The above are only preferred embodiments of the present invention, and any equivalent changes and modifications made according to the claims of the present invention shall fall within the scope of the present invention.

Claims (9)

A touch device with electrostatic protection capability includes: a touch panel including a plurality of touch units, and the plurality of touch units are arranged in an array shape of multiple rows and columns; a driving circuit; multiple signals Line, is coupled to the driving circuit, and is respectively coupled to each touch unit in a corresponding column in the touch panel, wherein the driving circuit is configured to sequentially drive the plurality of touches through the plurality of signal lines.
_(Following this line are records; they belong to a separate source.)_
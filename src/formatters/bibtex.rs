//! BibTeX citation generation.
//!
//! Converts raw paper records into BibTeX entries: normalizes Unicode
//! author and title text, derives deterministic citation keys, classifies
//! entry types from venue heuristics, and escapes reserved characters.

use serde_json::Value;
use unicode_normalization::char::is_combining_mark;
use unicode_normalization::UnicodeNormalization;

/// Words skipped when picking the title component of a citation key.
const STOPWORDS: &[&str] = &[
    "a", "an", "the", "of", "on", "in", "at", "to", "and", "or", "for", "with", "by", "from",
];

/// Characters that must be backslash-escaped in BibTeX field values.
const RESERVED: &[char] = &['&', '%', '$', '#', '_', '{', '}'];

/// Strip combining diacritical marks, reducing accented Latin characters
/// to their base ASCII form ("café" -> "cafe"). Characters with no ASCII
/// decomposition pass through unchanged.
fn normalize_text(text: &str) -> String {
    text.nfd().filter(|c| !is_combining_mark(*c)).collect()
}

/// Backslash-escape BibTeX-reserved characters. Absent input maps to an
/// empty string.
fn escape_value(text: Option<&str>) -> String {
    let Some(text) = text else {
        return String::new();
    };
    let mut out = String::with_capacity(text.len());
    for c in text.chars() {
        if RESERVED.contains(&c) {
            out.push('\\');
        }
        out.push(c);
    }
    out
}

/// Lower-case a word and drop everything that is not alphanumeric.
fn keyify(word: &str) -> String {
    word.chars()
        .filter(|c| c.is_alphanumeric())
        .flat_map(char::to_lowercase)
        .collect()
}

/// Derive a citation key from first-author family name, year, and the
/// first non-stopword title token. Deterministic, lower-case, no
/// whitespace. Fallbacks: `unknown`, `nodate`, `paper`.
///
/// The family name is the last whitespace token of the normalized author
/// name; surname particles ("van", "de") are dropped along with the given
/// names. Best-effort heuristic, not a correctness guarantee.
fn cite_key(paper: &Value) -> String {
    let family = paper
        .get("authors")
        .and_then(Value::as_array)
        .and_then(|authors| authors.first())
        .and_then(|author| author.get("name"))
        .and_then(Value::as_str)
        .map(normalize_text)
        .and_then(|name| name.split_whitespace().last().map(keyify))
        .filter(|token| !token.is_empty())
        .unwrap_or_else(|| "unknown".to_string());

    let year = year_of(paper).unwrap_or_else(|| "nodate".to_string());

    let title_word = paper
        .get("title")
        .and_then(Value::as_str)
        .map(normalize_text)
        .and_then(|title| {
            title
                .split_whitespace()
                .map(keyify)
                .find(|word| !word.is_empty() && !STOPWORDS.contains(&word.as_str()))
        })
        .unwrap_or_else(|| "paper".to_string());

    format!("{}{}{}", family, year, title_word)
}

/// Classify a record as `inproceedings` or `article`. The publication
/// venue type wins over venue-name substring matching; arXiv-only and
/// unknown-venue papers default to `article`.
fn entry_type(paper: &Value) -> &'static str {
    if let Some(kind) = paper
        .pointer("/publicationVenue/type")
        .and_then(Value::as_str)
    {
        match kind {
            "conference" => return "inproceedings",
            "journal" => return "article",
            _ => {}
        }
    }

    if let Some(venue) = paper.get("venue").and_then(Value::as_str) {
        let venue = venue.to_lowercase();
        if venue.contains("conference") || venue.contains("workshop") {
            return "inproceedings";
        }
        if venue.contains("journal") {
            return "article";
        }
    }

    "article"
}

fn year_of(paper: &Value) -> Option<String> {
    match paper.get("year") {
        Some(Value::Number(n)) => Some(n.to_string()),
        Some(Value::String(s)) if !s.is_empty() => Some(s.clone()),
        _ => None,
    }
}

/// Render one paper record as a BibTeX entry. Fields with no source value
/// are omitted, never emitted empty.
pub fn to_bibtex(paper: &Value) -> String {
    let entry = entry_type(paper);
    let key = cite_key(paper);
    let mut fields: Vec<(&str, String)> = Vec::new();

    if let Some(title) = paper.get("title").and_then(Value::as_str) {
        if !title.is_empty() {
            fields.push(("title", escape_value(Some(title))));
        }
    }

    let authors: Vec<String> = paper
        .get("authors")
        .and_then(Value::as_array)
        .map(|authors| {
            authors
                .iter()
                .filter_map(|author| author.get("name").and_then(Value::as_str))
                .map(|name| escape_value(Some(&normalize_text(name))))
                .collect()
        })
        .unwrap_or_default();
    if !authors.is_empty() {
        fields.push(("author", authors.join(" and ")));
    }

    if let Some(year) = year_of(paper) {
        fields.push(("year", year));
    }

    if let Some(venue) = paper.get("venue").and_then(Value::as_str) {
        if !venue.is_empty() {
            let field = if entry == "inproceedings" {
                "booktitle"
            } else {
                "journal"
            };
            fields.push((field, escape_value(Some(venue))));
        }
    }

    if let Some(doi) = paper.pointer("/externalIds/DOI").and_then(Value::as_str) {
        fields.push(("doi", doi.to_string()));
    }

    if let Some(arxiv) = paper.pointer("/externalIds/ArXiv").and_then(Value::as_str) {
        fields.push(("eprint", arxiv.to_string()));
        fields.push(("archiveprefix", "arXiv".to_string()));
    }

    if let Some(url) = paper.pointer("/openAccessPdf/url").and_then(Value::as_str) {
        fields.push(("url", url.to_string()));
    }

    let body = fields
        .iter()
        .map(|(name, value)| format!("  {} = {{{}}}", name, value))
        .collect::<Vec<_>>()
        .join(",\n");

    format!("@{}{{{},\n{}\n}}", entry, key, body)
}

/// Render a sequence of paper records, blank-line separated, in input
/// order. Null entries are skipped; an empty input yields empty output.
pub fn format_bibtex_output(papers: &[Value]) -> String {
    papers
        .iter()
        .filter(|paper| !paper.is_null())
        .map(to_bibtex)
        .collect::<Vec<_>>()
        .join("\n\n")
}

#[cfg(test)]
mod tests {
    use super::*;
    use serde_json::json;

    #[test]
    fn normalize_ascii_unchanged() {
        assert_eq!(normalize_text("hello world"), "hello world");
    }

    #[test]
    fn normalize_strips_diacritics() {
        assert_eq!(normalize_text("café"), "cafe");
        assert_eq!(normalize_text("naïve"), "naive");
        assert_eq!(normalize_text("José García"), "Jose Garcia");
    }

    #[test]
    fn escape_reserved_characters() {
        assert_eq!(escape_value(Some("Smith & Jones")), r"Smith \& Jones");
        assert_eq!(escape_value(Some("100% accurate")), r"100\% accurate");
        assert_eq!(escape_value(Some("$10")), r"\$10");
        assert_eq!(escape_value(Some("#1")), r"\#1");
        assert_eq!(escape_value(Some("under_score")), r"under\_score");
        assert_eq!(escape_value(Some("{test}")), r"\{test\}");
    }

    #[test]
    fn escape_empty_and_absent() {
        assert_eq!(escape_value(Some("")), "");
        assert_eq!(escape_value(None), "");
    }

    #[test]
    fn cite_key_standard_paper() {
        let paper = json!({
            "authors": [{"name": "Ashish Vaswani"}],
            "year": 2017,
            "title": "Attention Is All You Need",
        });
        assert_eq!(cite_key(&paper), "vaswani2017attention");
    }

    #[test]
    fn cite_key_skips_stopwords() {
        let paper = json!({
            "authors": [{"name": "John Doe"}],
            "year": 2020,
            "title": "The Art of Programming",
        });
        assert_eq!(cite_key(&paper), "doe2020art");
    }

    #[test]
    fn cite_key_no_authors() {
        let paper = json!({"year": 2020, "title": "Anonymous Paper"});
        assert_eq!(cite_key(&paper), "unknown2020anonymous");
    }

    #[test]
    fn cite_key_no_year() {
        let paper = json!({"authors": [{"name": "Jane Smith"}], "title": "Timeless Work"});
        assert_eq!(cite_key(&paper), "smithnodatetimeless");
    }

    #[test]
    fn cite_key_no_title() {
        let paper = json!({"authors": [{"name": "Jane Smith"}], "year": 2020});
        assert_eq!(cite_key(&paper), "smith2020paper");
    }

    #[test]
    fn cite_key_unicode_author() {
        let paper = json!({
            "authors": [{"name": "José García"}],
            "year": 2020,
            "title": "Test Paper",
        });
        assert_eq!(cite_key(&paper), "garcia2020test");
    }

    #[test]
    fn cite_key_multi_word_last_name() {
        let paper = json!({
            "authors": [{"name": "Vincent van Gogh"}],
            "year": 1888,
            "title": "Sunflowers",
        });
        assert_eq!(cite_key(&paper), "gogh1888sunflowers");
    }

    #[test]
    fn entry_type_from_publication_venue() {
        assert_eq!(
            entry_type(&json!({"publicationVenue": {"type": "conference"}})),
            "inproceedings"
        );
        assert_eq!(
            entry_type(&json!({"publicationVenue": {"type": "journal"}})),
            "article"
        );
    }

    #[test]
    fn entry_type_from_venue_name() {
        assert_eq!(
            entry_type(&json!({"venue": "Conference on Neural Information Processing Systems"})),
            "inproceedings"
        );
        assert_eq!(entry_type(&json!({"venue": "ACL Workshop on NLP"})), "inproceedings");
        assert_eq!(
            entry_type(&json!({"venue": "Journal of Machine Learning Research"})),
            "article"
        );
    }

    #[test]
    fn entry_type_defaults_to_article() {
        assert_eq!(entry_type(&json!({"externalIds": {"ArXiv": "2106.12345"}})), "article");
        assert_eq!(entry_type(&json!({})), "article");
    }

    #[test]
    fn basic_article() {
        let paper = json!({
            "paperId": "abc123",
            "title": "Test Paper",
            "authors": [{"name": "John Doe"}],
            "year": 2023,
            "venue": "Nature",
        });
        let bib = to_bibtex(&paper);
        assert!(bib.contains("@article{doe2023test"));
        assert!(bib.contains("title = {Test Paper}"));
        assert!(bib.contains("author = {John Doe}"));
        assert!(bib.contains("year = {2023}"));
        assert!(bib.contains("journal = {Nature}"));
    }

    #[test]
    fn conference_paper_uses_booktitle() {
        let paper = json!({
            "paperId": "def456",
            "title": "Deep Learning Advances",
            "authors": [{"name": "Jane Smith"}, {"name": "Bob Wilson"}],
            "year": 2022,
            "venue": "Conference on Machine Learning",
        });
        let bib = to_bibtex(&paper);
        assert!(bib.contains("@inproceedings{"));
        assert!(bib.contains("booktitle = {Conference on Machine Learning}"));
        assert!(bib.contains("author = {Jane Smith and Bob Wilson}"));
    }

    #[test]
    fn includes_doi() {
        let paper = json!({
            "paperId": "xyz",
            "title": "Paper with DOI",
            "authors": [],
            "year": 2021,
            "externalIds": {"DOI": "10.1234/example"},
        });
        assert!(to_bibtex(&paper).contains("doi = {10.1234/example}"));
    }

    #[test]
    fn includes_arxiv_eprint() {
        let paper = json!({
            "paperId": "xyz",
            "title": "ArXiv Paper",
            "authors": [],
            "year": 2021,
            "externalIds": {"ArXiv": "2106.12345"},
        });
        let bib = to_bibtex(&paper);
        assert!(bib.contains("eprint = {2106.12345}"));
        assert!(bib.contains("archiveprefix = {arXiv}"));
    }

    #[test]
    fn includes_open_access_url() {
        let paper = json!({
            "paperId": "xyz",
            "title": "Open Paper",
            "authors": [],
            "year": 2021,
            "openAccessPdf": {"url": "https://example.com/paper.pdf"},
        });
        assert!(to_bibtex(&paper).contains("url = {https://example.com/paper.pdf}"));
    }

    #[test]
    fn escapes_special_characters_in_title() {
        let paper = json!({
            "paperId": "xyz",
            "title": "100% Accuracy & More",
            "authors": [],
            "year": 2021,
        });
        assert!(to_bibtex(&paper).contains(r"100\% Accuracy \& More"));
    }

    #[test]
    fn multiple_papers_concatenated_in_order() {
        let papers = vec![
            json!({"paperId": "1", "title": "First", "authors": [], "year": 2020}),
            json!({"paperId": "2", "title": "Second", "authors": [], "year": 2021}),
        ];
        let output = format_bibtex_output(&papers);
        assert!(output.contains("@article{unknown2020first"));
        assert!(output.contains("@article{unknown2021second"));
        assert_eq!(output.matches("@article").count(), 2);
    }

    #[test]
    fn null_entries_skipped() {
        let papers = vec![
            json!({"paperId": "1", "title": "Valid", "authors": [], "year": 2020}),
            Value::Null,
            json!({"paperId": "2", "title": "Also Valid", "authors": [], "year": 2021}),
        ];
        let output = format_bibtex_output(&papers);
        assert_eq!(output.matches("@article").count(), 2);
    }

    #[test]
    fn empty_list_yields_empty_output() {
        assert_eq!(format_bibtex_output(&[]), "");
    }

    #[test]
    fn cite_key_is_deterministic_and_clean() {
        let paper = json!({
            "authors": [{"name": "Ashish Vaswani"}],
            "year": 2017,
            "title": "Attention Is All You Need",
        });
        let first = cite_key(&paper);
        let second = cite_key(&paper);
        assert_eq!(first, second);
        assert_eq!(first, first.to_lowercase());
        assert!(!first.contains(char::is_whitespace));
    }
}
A control unit; and a plurality of ground lines, each of which is adjacent to two corresponding signal lines of the plurality of signal lines, wherein a width of a wire of each of the plurality of ground lines is greater than a width of each of the plurality of signal lines. The touch device according to claim 1, wherein one of the plurality of ground lines is disposed between the two adjacent signal lines. The touch device according to claim 1, wherein the width of each of the plurality of ground lines is at least 90% of a distance between the two corresponding signal lines. The touch device of claim 1, wherein a maximum wire width of each of the plurality of ground wires is at least 3.6 mm. The touch device of claim 1, wherein a length of a lead of each of the plurality of ground lines is approximately the length of a lead of one of the two corresponding signal lines. For example, the touch device of claim 1 further includes a plurality of insulation layers, each covering a corresponding signal line of the plurality of signal lines. For example, the touch device of claim 6 further includes a plurality of conductive connection layers, each of which is used to couple two ground lines separated by only one signal line from each other, and each is staggered with a corresponding insulation layer. The touch device according to claim 1, wherein each of the plurality of signal lines is provided with a plurality of protrusions. The touch device of claim 8, wherein a distance between a tip of each protrusion and a ground line closest to the protrusion is between 10 μm and 50 μm.